TASK DATA -
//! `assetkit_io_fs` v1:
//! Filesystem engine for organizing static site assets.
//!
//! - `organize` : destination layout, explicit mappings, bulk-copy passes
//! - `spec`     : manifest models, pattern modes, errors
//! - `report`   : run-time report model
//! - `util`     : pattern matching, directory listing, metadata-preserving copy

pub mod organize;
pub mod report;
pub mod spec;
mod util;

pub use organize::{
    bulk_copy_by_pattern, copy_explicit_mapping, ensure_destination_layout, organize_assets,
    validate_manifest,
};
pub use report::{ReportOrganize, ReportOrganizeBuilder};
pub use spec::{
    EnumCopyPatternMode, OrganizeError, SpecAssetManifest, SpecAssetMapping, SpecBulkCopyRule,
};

WORK REQUEST - Give an exact transcription of all the material.

SOLUTION TO THIS PROBLEM -
//! `assetkit_io_fs` v1:
//! Filesystem engine for organizing static site assets.
//!
//! - `organize` : destination layout, explicit mappings, bulk-copy passes
//! - `spec`     : manifest models, pattern modes, errors
//! - `report`   : run-time report model
//! - `util`     : pattern matching, directory listing, metadata-preserving copy

pub mod organize;
pub mod report;
pub mod spec;
mod util;

pub use organize::{
    bulk_copy_by_pattern, copy_explicit_mapping, ensure_destination_layout, organize_assets,
    validate_manifest,
};
pub use report::{ReportOrganize, ReportOrganizeBuilder};
pub use spec::{
    EnumCopyPatternMode, OrganizeError, SpecAssetManifest, SpecAssetMapping, SpecBulkCopyRule,
};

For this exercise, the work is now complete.